** Records shown **
-------

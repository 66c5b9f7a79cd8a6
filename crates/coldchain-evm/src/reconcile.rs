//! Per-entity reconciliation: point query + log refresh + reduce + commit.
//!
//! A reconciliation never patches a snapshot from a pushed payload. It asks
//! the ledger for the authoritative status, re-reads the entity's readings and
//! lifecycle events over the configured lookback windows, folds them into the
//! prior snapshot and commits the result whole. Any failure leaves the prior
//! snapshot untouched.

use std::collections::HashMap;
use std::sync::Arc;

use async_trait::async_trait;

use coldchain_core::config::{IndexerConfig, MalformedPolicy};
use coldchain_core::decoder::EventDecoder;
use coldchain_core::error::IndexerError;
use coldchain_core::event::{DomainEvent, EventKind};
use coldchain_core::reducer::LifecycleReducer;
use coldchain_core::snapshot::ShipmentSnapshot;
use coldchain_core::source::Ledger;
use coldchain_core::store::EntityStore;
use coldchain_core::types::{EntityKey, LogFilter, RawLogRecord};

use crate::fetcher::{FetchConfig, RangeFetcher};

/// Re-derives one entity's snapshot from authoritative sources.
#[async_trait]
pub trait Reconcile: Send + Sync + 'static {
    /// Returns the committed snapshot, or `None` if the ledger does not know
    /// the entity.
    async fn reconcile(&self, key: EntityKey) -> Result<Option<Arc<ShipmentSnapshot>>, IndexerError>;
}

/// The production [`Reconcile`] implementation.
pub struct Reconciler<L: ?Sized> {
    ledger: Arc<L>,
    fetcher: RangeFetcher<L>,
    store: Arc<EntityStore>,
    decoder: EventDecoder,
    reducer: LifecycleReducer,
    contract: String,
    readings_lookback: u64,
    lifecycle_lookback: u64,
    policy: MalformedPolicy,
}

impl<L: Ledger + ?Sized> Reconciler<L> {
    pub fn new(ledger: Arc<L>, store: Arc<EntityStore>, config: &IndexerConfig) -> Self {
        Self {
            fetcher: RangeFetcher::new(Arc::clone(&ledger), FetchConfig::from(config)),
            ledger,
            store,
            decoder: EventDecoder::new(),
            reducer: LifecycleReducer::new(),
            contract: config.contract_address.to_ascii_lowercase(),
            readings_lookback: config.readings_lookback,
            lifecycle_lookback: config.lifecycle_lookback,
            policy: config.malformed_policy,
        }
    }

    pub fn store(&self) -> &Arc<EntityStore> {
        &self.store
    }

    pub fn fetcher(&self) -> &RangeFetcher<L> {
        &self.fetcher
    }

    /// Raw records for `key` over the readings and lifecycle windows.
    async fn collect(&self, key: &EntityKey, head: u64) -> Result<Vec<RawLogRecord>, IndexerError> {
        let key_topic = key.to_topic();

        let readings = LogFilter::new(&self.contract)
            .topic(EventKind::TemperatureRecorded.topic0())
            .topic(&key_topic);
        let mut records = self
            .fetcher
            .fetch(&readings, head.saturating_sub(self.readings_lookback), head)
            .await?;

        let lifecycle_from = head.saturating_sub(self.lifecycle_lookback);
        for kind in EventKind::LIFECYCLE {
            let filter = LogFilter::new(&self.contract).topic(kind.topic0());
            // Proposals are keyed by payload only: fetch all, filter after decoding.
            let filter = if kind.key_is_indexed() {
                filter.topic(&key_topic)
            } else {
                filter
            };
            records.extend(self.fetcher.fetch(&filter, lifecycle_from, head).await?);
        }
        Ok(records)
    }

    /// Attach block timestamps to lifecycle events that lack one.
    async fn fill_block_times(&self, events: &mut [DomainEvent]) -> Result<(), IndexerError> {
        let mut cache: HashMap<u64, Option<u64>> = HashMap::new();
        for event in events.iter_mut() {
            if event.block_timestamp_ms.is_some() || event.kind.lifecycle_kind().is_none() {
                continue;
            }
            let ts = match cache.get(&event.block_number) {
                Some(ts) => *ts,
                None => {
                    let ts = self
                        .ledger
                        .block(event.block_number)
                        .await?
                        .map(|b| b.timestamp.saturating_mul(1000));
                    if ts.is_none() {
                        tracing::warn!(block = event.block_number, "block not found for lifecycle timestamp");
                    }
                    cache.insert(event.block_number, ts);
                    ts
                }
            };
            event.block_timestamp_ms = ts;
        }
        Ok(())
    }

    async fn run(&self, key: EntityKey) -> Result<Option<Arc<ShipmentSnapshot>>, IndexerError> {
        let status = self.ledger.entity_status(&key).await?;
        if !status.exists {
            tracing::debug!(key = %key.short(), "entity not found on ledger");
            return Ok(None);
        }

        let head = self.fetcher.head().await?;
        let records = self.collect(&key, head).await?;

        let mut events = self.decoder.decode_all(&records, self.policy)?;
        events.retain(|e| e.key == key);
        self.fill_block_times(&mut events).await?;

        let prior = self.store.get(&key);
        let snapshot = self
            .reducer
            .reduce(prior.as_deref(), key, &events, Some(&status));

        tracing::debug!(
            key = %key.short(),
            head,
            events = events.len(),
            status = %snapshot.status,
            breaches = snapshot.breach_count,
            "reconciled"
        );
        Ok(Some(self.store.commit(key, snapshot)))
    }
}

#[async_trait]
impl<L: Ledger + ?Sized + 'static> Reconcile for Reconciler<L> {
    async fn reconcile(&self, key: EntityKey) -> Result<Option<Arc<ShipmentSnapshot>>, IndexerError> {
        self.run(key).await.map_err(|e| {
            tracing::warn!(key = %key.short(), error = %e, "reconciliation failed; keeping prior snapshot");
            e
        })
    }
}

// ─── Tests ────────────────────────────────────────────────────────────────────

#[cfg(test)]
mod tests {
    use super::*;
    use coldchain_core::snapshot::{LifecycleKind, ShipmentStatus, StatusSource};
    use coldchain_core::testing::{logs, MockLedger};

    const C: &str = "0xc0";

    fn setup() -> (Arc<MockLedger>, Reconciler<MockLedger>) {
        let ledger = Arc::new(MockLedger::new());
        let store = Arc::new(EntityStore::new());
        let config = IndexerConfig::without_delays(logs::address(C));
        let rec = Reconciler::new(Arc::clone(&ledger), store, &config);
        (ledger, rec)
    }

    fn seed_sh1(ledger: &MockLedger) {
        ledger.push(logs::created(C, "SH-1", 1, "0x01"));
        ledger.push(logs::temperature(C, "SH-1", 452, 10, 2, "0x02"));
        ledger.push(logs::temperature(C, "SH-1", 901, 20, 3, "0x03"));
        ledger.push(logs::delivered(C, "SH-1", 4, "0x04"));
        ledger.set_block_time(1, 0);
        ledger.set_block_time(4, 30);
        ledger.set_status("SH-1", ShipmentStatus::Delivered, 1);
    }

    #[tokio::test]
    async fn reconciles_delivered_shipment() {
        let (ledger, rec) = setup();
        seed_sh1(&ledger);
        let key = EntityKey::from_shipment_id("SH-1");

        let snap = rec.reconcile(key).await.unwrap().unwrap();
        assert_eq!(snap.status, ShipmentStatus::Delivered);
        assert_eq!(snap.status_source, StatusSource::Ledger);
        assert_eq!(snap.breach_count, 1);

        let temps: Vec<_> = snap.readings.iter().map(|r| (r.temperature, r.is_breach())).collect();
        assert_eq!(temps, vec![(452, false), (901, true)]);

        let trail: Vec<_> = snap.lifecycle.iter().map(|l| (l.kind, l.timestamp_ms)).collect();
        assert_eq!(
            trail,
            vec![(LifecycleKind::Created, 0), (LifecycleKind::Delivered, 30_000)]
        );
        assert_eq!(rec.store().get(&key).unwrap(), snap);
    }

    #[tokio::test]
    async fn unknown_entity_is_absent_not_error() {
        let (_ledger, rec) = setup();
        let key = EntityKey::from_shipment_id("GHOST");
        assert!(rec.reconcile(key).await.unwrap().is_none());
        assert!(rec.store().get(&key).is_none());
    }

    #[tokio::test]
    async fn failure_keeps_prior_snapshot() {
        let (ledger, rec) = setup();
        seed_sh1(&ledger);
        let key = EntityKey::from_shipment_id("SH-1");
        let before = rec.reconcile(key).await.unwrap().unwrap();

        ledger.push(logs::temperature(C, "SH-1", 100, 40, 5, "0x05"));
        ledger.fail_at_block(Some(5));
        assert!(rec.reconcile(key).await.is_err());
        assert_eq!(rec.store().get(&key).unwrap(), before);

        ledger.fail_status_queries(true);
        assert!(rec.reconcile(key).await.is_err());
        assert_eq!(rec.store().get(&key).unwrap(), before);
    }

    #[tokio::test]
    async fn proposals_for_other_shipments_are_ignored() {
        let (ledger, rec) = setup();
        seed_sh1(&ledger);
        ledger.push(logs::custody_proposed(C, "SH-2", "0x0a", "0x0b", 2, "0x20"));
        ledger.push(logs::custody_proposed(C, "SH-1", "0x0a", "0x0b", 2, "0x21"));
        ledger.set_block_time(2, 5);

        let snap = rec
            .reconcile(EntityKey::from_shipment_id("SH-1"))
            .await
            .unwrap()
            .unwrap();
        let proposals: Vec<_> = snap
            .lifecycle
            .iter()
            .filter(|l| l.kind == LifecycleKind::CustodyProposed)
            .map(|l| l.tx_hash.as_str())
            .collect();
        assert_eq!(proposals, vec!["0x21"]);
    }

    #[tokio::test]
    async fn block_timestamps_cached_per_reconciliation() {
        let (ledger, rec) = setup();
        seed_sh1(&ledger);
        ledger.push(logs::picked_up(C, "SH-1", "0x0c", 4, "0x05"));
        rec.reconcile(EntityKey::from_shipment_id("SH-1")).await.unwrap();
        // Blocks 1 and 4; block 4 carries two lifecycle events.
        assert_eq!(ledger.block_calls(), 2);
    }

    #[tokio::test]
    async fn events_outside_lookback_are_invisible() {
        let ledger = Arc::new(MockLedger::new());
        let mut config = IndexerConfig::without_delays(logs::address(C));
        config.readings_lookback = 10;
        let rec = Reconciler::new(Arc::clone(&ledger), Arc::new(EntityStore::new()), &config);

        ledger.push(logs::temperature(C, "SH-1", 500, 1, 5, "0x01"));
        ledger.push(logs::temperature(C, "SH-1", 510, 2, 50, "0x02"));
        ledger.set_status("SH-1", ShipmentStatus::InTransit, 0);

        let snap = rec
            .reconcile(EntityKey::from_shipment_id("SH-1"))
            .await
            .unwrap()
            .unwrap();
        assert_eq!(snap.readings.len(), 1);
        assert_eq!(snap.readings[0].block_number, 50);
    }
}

-------

** Problem requirements **
The answer must hold only the lines from the first line of the data through the line bearing "them into the", returned exactly.

** Result of the task **
repository 66c5b9f7a79cd8a6
filename crates/coldchain-evm/src/reconcile.rs
//! Per-entity reconciliation: point query + log refresh + reduce + commit.
//!
//! A reconciliation never patches a snapshot from a pushed payload. It asks
//! the ledger for the authoritative status, re-reads the entity's readings and
//! lifecycle events over the configured lookback windows, folds them into the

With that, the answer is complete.